Все-таки нельзя не согласиться, что для того времени исключительным было как раз не преследование гомосексуалистов, а то, что 16 лет в советском законодательстве не было такой статьи. В подавляющем большинстве стран статья была, а во многих, и даже в некоторых из достохвальных североамериканских штатов, существует до сих пор. Хвалить «всесоюзного старосту» Калинина за указ 7 марта не приходится, но считать коммунистов гомофобами в большей степени, чем капиталистов, феодалов и даже рабовладельцев (вспомните Сократа!), нет никаких оснований. Гомофобию можно объяснить тупостью, консерватизмом, латентной гомосексуальностью законодателей, но уж никак не идеологическими нормами. Как это старый снохач Горький излил желчь на страницах газеты «Правда»: гомосексуализм, мол, с фашизмом близнецы-братья и тотчас Гитлер перестрелял своих педерастов.

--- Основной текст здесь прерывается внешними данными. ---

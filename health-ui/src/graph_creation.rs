use charming::component::{Axis, Legend};
use charming::datatype::{CompositeValue, NumericValue};
use charming::element::{AxisType, ItemStyle, LineStyle, NameLocation, TextStyle, Tooltip, Trigger};
use charming::series::Line;
use charming::{Chart, WasmRenderer};
use health_charts::tick_labels::format_tick_labels;
use health_charts::{DerivedChart, NamedSeries};
use leptos::html::Div;
use leptos::{create_action, Action, NodeRef};
use tracing::{error, info};

#[derive(Debug, Clone)]
pub struct GraphSeries {
    pub name: String,
    pub color: String,
    pub y_values: Vec<f64>,
}

impl From<&NamedSeries> for GraphSeries {
    fn from(series: &NamedSeries) -> Self {
        Self {
            name: series.name.clone(),
            color: series.color.clone(),
            y_values: series.values.clone(),
        }
    }
}

#[derive(Debug, Clone)]
pub struct GraphData {
    pub dom_id_to_render_to: String,
    pub y_name: String,
    pub y_max: u32,
    /// Tick text, already shortened for narrow screens
    pub x_labels: Vec<String>,
    pub series: Vec<GraphSeries>,
    pub width: u32,
    pub height: u32,
}

impl GraphData {
    pub fn from_derived_chart(dom_id_to_render_to: &str, chart: &DerivedChart, narrow: bool) -> Self {
        Self {
            dom_id_to_render_to: dom_id_to_render_to.to_string(),
            y_name: if narrow {
                String::new()
            } else {
                "Probability (%)".to_string()
            },
            y_max: chart.y_axis_max,
            x_labels: format_tick_labels(&chart.labels, narrow),
            series: chart.series.iter().map(GraphSeries::from).collect(),
            width: if narrow { 340 } else { 825 },
            height: if narrow { 350 } else { 420 },
        }
    }
}

pub fn create_dom_el_ref_and_graph_call_action(
    data: GraphData,
    create_chart_action: Action<GraphData, ()>,
) -> (NodeRef<Div>, String) {
    let chart_container = NodeRef::<Div>::new();
    let dom_id_to_render_to = data.dom_id_to_render_to.clone();
    chart_container.on_load({
        move |_e| {
            create_chart_action.dispatch(data);
        }
    });
    (chart_container, dom_id_to_render_to)
}

pub fn create_create_chart_action() -> Action<GraphData, ()> {
    create_action(move |graph_data: &GraphData| {
        let graph_data = graph_data.clone();
        async move {
            let mut chart = Chart::new()
                .x_axis(
                    Axis::new()
                        .type_(AxisType::Category)
                        .data(graph_data.x_labels.clone()),
                )
                .y_axis(
                    Axis::new()
                        .type_(AxisType::Value)
                        .min(0.)
                        .max(f64::from(graph_data.y_max))
                        .name(&graph_data.y_name)
                        .name_text_style(TextStyle::new().font_size(14.))
                        .name_gap(40.)
                        .name_location(NameLocation::Middle),
                )
                .legend(
                    Legend::new()
                        .data(
                            graph_data
                                .series
                                .iter()
                                .map(|s| s.name.clone())
                                .collect::<Vec<String>>(),
                        )
                        .show(true),
                )
                .tooltip(Tooltip::new().trigger(Trigger::Axis));
            for series in &graph_data.series {
                chart = chart.series(
                    Line::new()
                        .name(&series.name)
                        .item_style(ItemStyle::new().color(series.color.as_str()))
                        .line_style(LineStyle::new().color(series.color.as_str()))
                        .data(
                            series
                                .y_values
                                .iter()
                                .map(|v| CompositeValue::Number(NumericValue::Float(*v)))
                                .collect::<Vec<CompositeValue>>(),
                        ),
                );
            }

            let renderer = WasmRenderer::new(graph_data.width, graph_data.height);
            match renderer.render(&graph_data.dom_id_to_render_to, &chart) {
                Ok(_) => info!(
                    "Rendered {} series into {}",
                    graph_data.series.len(),
                    graph_data.dom_id_to_render_to
                ),
                Err(e) => error!(
                    "Failed to render chart into {}: {:?}",
                    graph_data.dom_id_to_render_to, e
                ),
            }
        }
    })
}
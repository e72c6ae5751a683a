use crate::Role;
use serde::{Deserialize, Serialize};

/// Body of `GET /user/me`, resolved by the API from the auth cookie.
#[derive(Debug, Clone, PartialEq, Eq, Deserialize, Serialize)]
pub struct CurrentUser {
    pub name: String,
    pub email: String,
    pub role: Role,
}
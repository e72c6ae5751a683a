//! Upper bound of the probability axis.
//!
//! The bound is always a multiple of 10 within `[10, 100]` and leaves at least
//! some headroom above the tallest plotted value, until it saturates at 100.
use crate::deriver::NamedSeries;

const HEADROOM: f64 = 5.0;
const STEP: f64 = 10.0;
const FLOOR: f64 = 10.0;
const CEILING: f64 = 100.0;

/// Only the emitted series count, hidden metrics never stretch the axis.
pub fn y_axis_max(series: &[NamedSeries]) -> u32 {
    let max_value = series
        .iter()
        .flat_map(|s| s.values.iter().copied())
        .filter(|v| v.is_finite())
        .fold(0.0, f64::max);
    bound_for_max_value(max_value)
}

pub fn bound_for_max_value(max_value: f64) -> u32 {
    let padded = (max_value + HEADROOM).clamp(0.0, CEILING);
    let rounded = (padded / STEP).ceil() * STEP;
    rounded.clamp(FLOOR, CEILING) as u32
}

#[cfg(test)]
mod test {
    use crate::y_axis::bound_for_max_value;

    #[test]
    fn rounds_padded_max_up_to_next_ten() {
        assert_eq!(bound_for_max_value(42.0), 50);
        assert_eq!(bound_for_max_value(45.0), 50);
        assert_eq!(bound_for_max_value(45.1), 60);
    }

    #[test]
    fn saturates_at_one_hundred() {
        assert_eq!(bound_for_max_value(97.0), 100);
        assert_eq!(bound_for_max_value(250.0), 100);
    }

    #[test]
    fn never_below_ten() {
        assert_eq!(bound_for_max_value(0.0), 10);
        assert_eq!(bound_for_max_value(-30.0), 10);
        assert_eq!(bound_for_max_value(4.9), 10);
        assert_eq!(bound_for_max_value(5.1), 20);
    }
}
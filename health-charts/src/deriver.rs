use crate::aggregation::{aggregate, AggregatedPoint};
use crate::config::DeriverConfig;
use crate::granularity::Granularity;
use crate::metric::{Metric, MetricSelection};
use crate::observation::{coerce_probability, parse_and_sort};
use crate::y_axis::y_axis_max;
use api_structs::ui::analytics::HealthMetric;
use tracing::debug;

#[derive(Debug, Clone, PartialEq)]
pub struct NamedSeries {
    pub metric: Metric,
    pub name: String,
    pub color: String,
    /// One value per label
    pub values: Vec<f64>,
}

impl NamedSeries {
    fn from_points(metric: Metric, points: &[AggregatedPoint]) -> Self {
        Self {
            metric,
            name: metric.series_name().to_string(),
            color: metric.color().to_string(),
            values: points
                .iter()
                .map(|p| coerce_probability(Some(p.value(metric))))
                .collect(),
        }
    }
}

/// Everything the chart renderer needs.
#[derive(Debug, Clone, PartialEq)]
pub struct DerivedChart {
    pub labels: Vec<String>,
    pub series: Vec<NamedSeries>,
    pub y_axis_max: u32,
    /// `None` when no observation survived parsing
    pub granularity: Option<Granularity>,
}

impl DerivedChart {
    pub fn empty(config: &DeriverConfig) -> Self {
        Self {
            labels: vec![],
            series: vec![],
            y_axis_max: config.empty_y_axis_max,
            granularity: None,
        }
    }

    /// With nothing selected the caller shows a placeholder instead of an empty chart.
    pub fn has_renderable_series(&self) -> bool {
        !self.series.is_empty() && !self.labels.is_empty()
    }
}

#[derive(Debug, Clone, Copy, Default)]
pub struct SeriesDeriver {
    pub config: DeriverConfig,
}

impl SeriesDeriver {
    pub fn new(config: DeriverConfig) -> Self {
        Self { config }
    }

    /// Never fails: undated rows are dropped and an empty result still has a usable axis.
    pub fn derive(&self, rows: &[HealthMetric], selection: &MetricSelection) -> DerivedChart {
        let sorted = parse_and_sort(rows, &self.config.local_time);
        if sorted.is_empty() {
            debug!(rows = rows.len(), "No dated rows, deriving empty chart");
            return DerivedChart::empty(&self.config);
        }

        let granularity = Granularity::choose(&sorted, &self.config);
        let points = aggregate(&sorted, granularity);
        let labels: Vec<String> = points.iter().map(AggregatedPoint::label).collect();
        let series: Vec<NamedSeries> = selection
            .selected()
            .map(|metric| NamedSeries::from_points(metric, &points))
            .collect();
        let y_axis_max = y_axis_max(&series);
        debug!(
            kept = sorted.len(),
            dropped = rows.len() - sorted.len(),
            points = points.len(),
            series = series.len(),
            y_axis_max,
            "Derived {:?} chart",
            granularity
        );
        DerivedChart {
            labels,
            series,
            y_axis_max,
            granularity: Some(granularity),
        }
    }
}

/// [SeriesDeriver::derive] with the default configuration (UTC calendar).
pub fn derive(rows: &[HealthMetric], selection: &MetricSelection) -> DerivedChart {
    SeriesDeriver::default().derive(rows, selection)
}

Действительно ведь, никакие уроки истории нам не впрок: что делалось в нашей бедной стране в первые послереволюционные годы! Какие безумия психоанализа поощрялись на высочайшем государственном уровне! Какие возможности имели бесноватые ученицы фанатика «сексуальной революции» Вильгельма Райха для устройства детских яслей, где рекомендовалось для полного счастья девочкам с мальчиками на горшочках ласкать друг дружке письки.
Почему-то у нас любое безобразие должно непременно становиться достоянием широчайших народных масс. Ну, кажется тебе, что лучше ходить нагишом и совокупляться на улице — занимайся этим в кругу близких друзей и в отсутствие детей. Зачем же обязательно осчастливливать все человечество радостями свободного секса? Природа тоталитарного мышления не меняется: будем ли мы заставлять всех поголовно спать с женщинами, с мужчинами, заниматься групповым сексом или онанировать наедине. Это дело сугубо индивидуальное, и пока мы этого не поймем, рецидивы сексуального законодательства отнюдь не исключены и в будущем.
Выдающийся юдофоб и гомосексуалист Евгений Владимирович Харитонов находил сходство между евреями и «голубыми» в том, что если жидов не давить, то они займут все выгодные должности, и история на этом прекратится. Равно как следует запрещать мужеложество, поскольку натуралы занимаются общественно-полезными делами лишь до тех пор, пока не осознают возможности влечения к своему полу. А если осознают, то ничем другим уже не смогут заниматься, как только любовью, и, опять-таки, история прекратится. Этот милый парадокс имел бы смысл, если б можно было кому-то сделаться евреем или гомосексуалистом по собственному желанию. Увы, никак.